Posts tagged Connections

Shadows Rock, Filtering Platform not so much!

RDP remote control (shadowing) of multiple sessions is a great way to allow geographically separated teams to work on the same Server console.  You can do this from task manager

Control your co-workers!

Control your co-workers!

 

Today I had a new install of windows 2008 that was rejecting the attempts at remote control, the error was ”remote control failed”, nothing was logged in the System or Application event logs. In the Security event log was only one error: “The Windows Filtering Platform has blocked a bind to a local port”

After plenty of fiddling and making sure there was no ”firewall” or reason for the filtering platform to be enabled, I came across this command I never knew existed “shadow”  

Apparently whatever had the filtering platform angry and blocking access was ok with that simple command.   So in this case going to a command window and running “shadow 3” worked perfectly, I could once again see both terminals and the windows filtering platform allowed me to actually work, instead of impeding me at every turn.

The Windows Filtering Platform on Server 2008 and 2008 R2 has been the culprit more times than I can count lately when the “gremlins” are inhabiting our servers, If only there were a way you could turn it off totally, but I guess that’s sort of like Internet Explorer, it cant be unbundled from the OS.

Sql Server and SSPI handshake failed error hell

The infamous SSPI Failed error strikes again!

One of our SQL servers was generating these errors for “some” Windows logins but not all.

Error: 17806, Severity: 20, State: 2.

SSPI handshake failed with error code 0x8009030c while establishing a connection with integrated security; the connection has been closed. [CLIENT: 192.168.1.1]

Error: 18452, Severity: 14, State: 1.

Login failed for user ”. The user is not associated with a trusted SQL Server connection. [CLIENT: 192.168.1.1]

After exhausting all of the normal troubleshooting for this error (accounts locked, disabled, Sql Service accts, bad connection strings, SPN’s, etc.) I spent the next few hours learning more about the way SQL handles authentication requests than I had ever wanted to know.

The Scenario –

A couple of separate individual Windows ID’s started generating these errors while attempting connections, all other windows logins were working properly.

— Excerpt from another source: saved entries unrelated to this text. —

//! Canvas side of the bridge: element schema, scene store, the tool
//! execution handler, and a headless WebSocket canvas client.

pub mod client;
pub mod element;
pub mod handler;
pub mod scene;

pub use client::{CanvasClient, ClientError};
pub use element::{Element, ElementType, NewElement};
pub use handler::{execute, ToolExecutor};
pub use scene::Scene;
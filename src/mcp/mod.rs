//! MCP tool surface for external agents.
//!
//! Served over Streamable HTTP at `/mcp`. The target canvas is taken from
//! the `X-Session-ID` header of each HTTP request; tool failures come back
//! as tool output with `isError` set, never as protocol errors.

use std::sync::atomic::{AtomicUsize, Ordering};
use std::sync::Arc;

use axum::http::request::Parts;
use rmcp::{
    handler::server::router::tool::ToolRouter,
    handler::server::wrapper::Parameters,
    model::*,
    service::RequestContext,
    tool, tool_handler, tool_router, RoleServer, ServerHandler,
};
use serde_json::{json, Value};

use crate::dispatch::Dispatcher;
use crate::tools::{
    CanvasTool, ConnectorParams, DeleteElementsParams, ShapeParams, TextParams, ToolInvocation,
    UpdateElementParams,
};

/// Request header naming the browser session a tool call targets.
pub const SESSION_HEADER: &str = "x-session-id";

pub const NO_SESSION_ERROR: &str = "No session ID provided";

#[derive(Clone)]
pub struct DiagramMcpServer {
    dispatcher: Dispatcher,
    tool_router: ToolRouter<DiagramMcpServer>,
    /// Decrements the active MCP session count once the last clone drops.
    session_guard: Option<Arc<SessionCountGuard>>,
}

struct SessionCountGuard(Arc<AtomicUsize>);

impl Drop for SessionCountGuard {
    fn drop(&mut self) {
        self.0.fetch_sub(1, Ordering::Release);
    }
}

impl DiagramMcpServer {
    pub fn new(dispatcher: Dispatcher) -> Self {
        Self {
            dispatcher,
            tool_router: Self::tool_router(),
            session_guard: None,
        }
    }

    /// Attach a shared session counter that is decremented when this server is dropped.
    pub fn with_session_counter(mut self, counter: Arc<AtomicUsize>) -> Self {
        self.session_guard = Some(Arc::new(SessionCountGuard(counter)));
        self
    }

    async fn run(
        &self,
        context: &RequestContext<RoleServer>,
        invocation: ToolInvocation,
    ) -> Result<CallToolResult, ErrorData> {
        let Some(session) = session_header(context) else {
            tracing::warn!(tool = %invocation.tool, "MCP tool call without session header");
            return Ok(to_call_result(
                json!({ "success": false, "error": NO_SESSION_ERROR }),
                false,
            ));
        };

        let result = self
            .dispatcher
            .invoke(&session, invocation.action(), invocation.payload.clone(), None)
            .await;
        tracing::debug!(
            session = %session,
            tool = %invocation.tool,
            success = result.success,
            "MCP tool call finished"
        );
        Ok(to_call_result(invocation.render(&result), result.success))
    }
}

fn session_header(context: &RequestContext<RoleServer>) -> Option<String> {
    context
        .extensions
        .get::<Parts>()
        .and_then(|parts| parts.headers.get(SESSION_HEADER))
        .and_then(|value| value.to_str().ok())
        .map(str::trim)
        .filter(|value| !value.is_empty())
        .map(str::to_string)
}

fn to_call_result(value: Value, success: bool) -> CallToolResult {
    let content = vec![Content::text(value.to_string())];
    if success {
        CallToolResult::success(content)
    } else {
        CallToolResult::error(content)
    }
}

#[tool_handler(router = self.tool_router)]
impl ServerHandler for DiagramMcpServer {
    fn get_info(&self) -> ServerInfo {
        ServerInfo {
            protocol_version: ProtocolVersion::V_2024_11_05,
            capabilities: ServerCapabilities::builder().enable_tools().build(),
            server_info: Implementation {
                name: "drawbridge".to_string(),
                title: None,
                version: env!("CARGO_PKG_VERSION").to_string(),
                description: Some(
                    "Drawing tools for a connected browser canvas. Each call blocks until \
                     the canvas confirms it."
                        .to_string(),
                ),
                icons: None,
                website_url: None,
            },
            instructions: Some(
                "Send the target browser session in the X-Session-ID header. Use add_* tools \
                 to draw, update_element and delete_elements to edit by element id, and \
                 get_canvas_state to inspect the scene."
                    .to_string(),
            ),
        }
    }
}

#[tool_router]
impl DiagramMcpServer {
    #[tool(description = "Add a rectangle to the canvas")]
    async fn add_rectangle(
        &self,
        Parameters(params): Parameters<ShapeParams>,
        context: RequestContext<RoleServer>,
    ) -> Result<CallToolResult, ErrorData> {
        self.run(&context, CanvasTool::AddRectangle.shape(params)).await
    }

    #[tool(description = "Add an ellipse or circle to the canvas")]
    async fn add_ellipse(
        &self,
        Parameters(params): Parameters<ShapeParams>,
        context: RequestContext<RoleServer>,
    ) -> Result<CallToolResult, ErrorData> {
        self.run(&context, CanvasTool::AddEllipse.shape(params)).await
    }

    #[tool(description = "Add a diamond shape to the canvas")]
    async fn add_diamond(
        &self,
        Parameters(params): Parameters<ShapeParams>,
        context: RequestContext<RoleServer>,
    ) -> Result<CallToolResult, ErrorData> {
        self.run(&context, CanvasTool::AddDiamond.shape(params)).await
    }

    #[tool(description = "Add text to the canvas")]
    async fn add_text(
        &self,
        Parameters(params): Parameters<TextParams>,
        context: RequestContext<RoleServer>,
    ) -> Result<CallToolResult, ErrorData> {
        self.run(&context, ToolInvocation::text(params)).await
    }

    #[tool(description = "Draw an arrow connecting two points on the canvas")]
    async fn add_arrow(
        &self,
        Parameters(params): Parameters<ConnectorParams>,
        context: RequestContext<RoleServer>,
    ) -> Result<CallToolResult, ErrorData> {
        self.run(&context, CanvasTool::AddArrow.connector(params)).await
    }

    #[tool(description = "Add a line between two points on the canvas")]
    async fn add_line(
        &self,
        Parameters(params): Parameters<ConnectorParams>,
        context: RequestContext<RoleServer>,
    ) -> Result<CallToolResult, ErrorData> {
        self.run(&context, CanvasTool::AddLine.connector(params)).await
    }

    #[tool(description = "Update an existing element on the canvas. Only the given fields change.")]
    async fn update_element(
        &self,
        Parameters(params): Parameters<UpdateElementParams>,
        context: RequestContext<RoleServer>,
    ) -> Result<CallToolResult, ErrorData> {
        self.run(&context, ToolInvocation::update(params)).await
    }

    #[tool(description = "Delete elements from the canvas by their IDs")]
    async fn delete_elements(
        &self,
        Parameters(params): Parameters<DeleteElementsParams>,
        context: RequestContext<RoleServer>,
    ) -> Result<CallToolResult, ErrorData> {
        self.run(&context, ToolInvocation::delete(params)).await
    }

    #[tool(description = "Clear all elements from the canvas")]
    async fn clear_canvas(
        &self,
        context: RequestContext<RoleServer>,
    ) -> Result<CallToolResult, ErrorData> {
        self.run(&context, ToolInvocation::clear()).await
    }

    #[tool(description = "Get the current state of the canvas including all elements")]
    async fn get_canvas_state(
        &self,
        context: RequestContext<RoleServer>,
    ) -> Result<CallToolResult, ErrorData> {
        self.run(&context, ToolInvocation::get_state()).await
    }
}
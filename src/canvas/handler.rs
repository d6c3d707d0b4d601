//! Remote Execution Handler: applies one tool invocation to a scene.

use std::panic::{catch_unwind, AssertUnwindSafe};

use serde_json::{json, Value};

use super::element::NewElement;
use super::scene::Scene;
use crate::protocol::{ToolAction, ToolCallResult, NOT_FOUND_ERROR, UNKNOWN_ACTION_ERROR};

/// Something that can carry out canvas tool calls.
///
/// Implementations produce exactly one result per call and must not block
/// on anything else.
pub trait ToolExecutor {
    fn execute(&mut self, action: ToolAction, payload: &Value) -> ToolCallResult;
}

impl ToolExecutor for Scene {
    fn execute(&mut self, action: ToolAction, payload: &Value) -> ToolCallResult {
        match action {
            ToolAction::AddElement => add_element(self, payload),
            ToolAction::UpdateElement => update_element(self, payload),
            ToolAction::DeleteElements => delete_elements(self, payload),
            ToolAction::ClearCanvas => {
                self.clear();
                ToolCallResult::ok()
            }
            ToolAction::GetCanvasState => ToolCallResult::ok().with_data(self.snapshot()),
        }
    }
}

/// Execute a named action against `executor`.
///
/// Unknown action names and panics inside the executor both come back as
/// failure results.
pub fn execute<E: ToolExecutor>(executor: &mut E, action: &str, payload: &Value) -> ToolCallResult {
    let Ok(action) = action.parse::<ToolAction>() else {
        tracing::debug!(%action, "unknown canvas action");
        return ToolCallResult::failure(UNKNOWN_ACTION_ERROR);
    };

    match catch_unwind(AssertUnwindSafe(|| executor.execute(action, payload))) {
        Ok(result) => result,
        Err(panic) => {
            let message = panic
                .downcast_ref::<&str>()
                .map(|s| s.to_string())
                .or_else(|| panic.downcast_ref::<String>().cloned())
                .unwrap_or_else(|| "unknown panic".into());
            tracing::error!(%action, %message, "canvas handler panicked");
            ToolCallResult::failure(format!("internal error: {message}"))
        }
    }
}

fn invalid(err: impl std::fmt::Display) -> ToolCallResult {
    ToolCallResult::failure(format!("invalid payload: {err}"))
}

fn add_element(scene: &mut Scene, payload: &Value) -> ToolCallResult {
    let new = match NewElement::from_payload(payload) {
        Ok(new) => new,
        Err(err) => return invalid(err),
    };
    match scene.add(new) {
        Ok(element) => ToolCallResult::ok().with_element_id(element.id.clone()),
        Err(err) => invalid(err),
    }
}

fn update_element(scene: &mut Scene, payload: &Value) -> ToolCallResult {
    let Some(fields) = payload.as_object() else {
        return invalid("expected an object");
    };
    let Some(element_id) = fields.get("elementId").and_then(Value::as_str) else {
        return invalid("missing field: elementId");
    };
    let Some(element) = scene.get_mut(element_id) else {
        return ToolCallResult::failure(NOT_FOUND_ERROR);
    };

    let mut patch = fields.clone();
    patch.remove("elementId");
    match element.apply_patch(&patch) {
        Ok(()) => ToolCallResult::ok().with_element_id(element_id),
        Err(err) => invalid(err),
    }
}

fn delete_elements(scene: &mut Scene, payload: &Value) -> ToolCallResult {
    let ids = match payload {
        Value::Array(_) => payload,
        Value::Object(fields) => fields.get("elementIds").unwrap_or(&Value::Null),
        _ => &Value::Null,
    };
    let Some(ids) = ids.as_array() else {
        return invalid("missing field: elementIds");
    };
    let ids: Vec<String> = ids
        .iter()
        .filter_map(|id| id.as_str().map(str::to_string))
        .collect();

    let deleted = scene.remove_many(&ids);
    ToolCallResult::ok().with_data(json!({ "deleted": deleted }))
}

The connections were initially happening through applications, but also occurred through sqlcmd. When logged in to the server locally with the offending ID’s the connections to SQL would succeed.

The Troubleshooting process –

Check all the regular SSPI issues, I wont bore you with the details as they are easily searchable

  • A relatively easy way of checking the “easy” authentication issues If possible/appropriate is to log into the SQL Server locally with the offending ID and fire up sqlcmd and connect to the server via sqlcmd –Sservername,port –E  (by specifying the port you force TCP/IP instead of LPC, thereby forcing the network into the equation)

Verify whether the login is trying to use NTLM or Kerberos (many ways to do this but simplest is to see if there are any other KERBEROS connections on the machine)

  • SELECT DISTINCT auth_scheme FROM sys.dm_exec_connections
  • If Kerberos is in use, there are a few additional things to verify related to SPN’s, since only NTLM was in use on this server I skipped that

Determine if the accounts were excluded from connecting to the machine through the network through a group policy or some other AD setting

After all of these checked out OK, I began to try and figure out what the error code 0x8009030c meant, turns out, its fairly obvious what the description is : sec_e_logon_denied.  This description was so helpful I thought about making this server into a boat anchor but, luckily for my employer the server room is located many miles away and has armed guards.

Since I knew we could logon locally to the SQL Server with the ID that SQL was rejecting with logon denied something else was trying to make my life miserable.

We didn’t have logon failure security auditing turned on so, I had no way of getting a better error description, As luck would have it though this would prove instrumental in finding the root cause. To get a better error message, I found this handy KB article detailing steps needed to put net logon into debug mode.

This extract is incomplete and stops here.